◆ **TRY IT**: Without changing a single character, write out every record below.

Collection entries
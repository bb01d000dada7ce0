//! Open Food Facts v0 product response types.
//!
//! Only the fields greenkart reads are modelled; everything else in the
//! payload is ignored by serde.

use serde::Deserialize;

/// Top-level envelope of `GET /api/v0/product/{barcode}.json`.
///
/// `status` is `1` when the barcode is known and `0` otherwise. A missing
/// `status` is treated as `0`.
#[derive(Debug, Deserialize)]
pub struct OffProductResponse {
    #[serde(default)]
    pub status: i64,
    #[serde(default)]
    pub status_verbose: Option<String>,
    #[serde(default)]
    pub product: Option<OffProduct>,
}

impl OffProductResponse {
    /// Returns the product payload only when upstream reports it as found.
    #[must_use]
    pub fn into_found_product(self) -> Option<OffProduct> {
        if self.status == 1 {
            self.product
        } else {
            None
        }
    }
}

#[derive(Debug, Default, Deserialize)]
pub struct OffProduct {
    #[serde(default)]
    pub product_name: Option<String>,
    #[serde(default)]
    pub brands: Option<String>,
    #[serde(default)]
    pub image_front_url: Option<String>,
    #[serde(default)]
    pub categories: Option<String>,
    /// Raw grade letter, `"a"` through `"e"`, or values like `"unknown"`.
    #[serde(default)]
    pub ecoscore_grade: Option<String>,
}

◆ **TASK SOLUTION**:
repository bb01d000dada7ce0
//! Open Food Facts v0 product response types.
//!
//! Only the fields greenkart reads are modelled; everything else in the
//! payload is ignored by serde.

use serde::Deserialize;

/// Top-level envelope of `GET /api/v0/product/{barcode}.json`.
///
/// `status` is `1` when the barcode is known and `0` otherwise. A missing
/// `status` is treated as `0`.
#[derive(Debug, Deserialize)]
pub struct OffProductResponse {
    #[serde(default)]
    pub status: i64,
    #[serde(default)]
    pub status_verbose: Option<String>,
    #[serde(default)]
    pub product: Option<OffProduct>,
}

impl OffProductResponse {
    /// Returns the product payload only when upstream reports it as found.
    #[must_use]
    pub fn into_found_product(self) -> Option<OffProduct> {
        if self.status == 1 {
            self.product
        } else {
            None
        }
    }
}

#[derive(Debug, Default, Deserialize)]
pub struct OffProduct {
    #[serde(default)]
    pub product_name: Option<String>,
    #[serde(default)]
    pub brands: Option<String>,
    #[serde(default)]
    pub image_front_url: Option<String>,
    #[serde(default)]
    pub categories: Option<String>,
    /// Raw grade letter, `"a"` through `"e"`, or values like `"unknown"`.
    #[serde(default)]
    pub ecoscore_grade: Option<String>,
}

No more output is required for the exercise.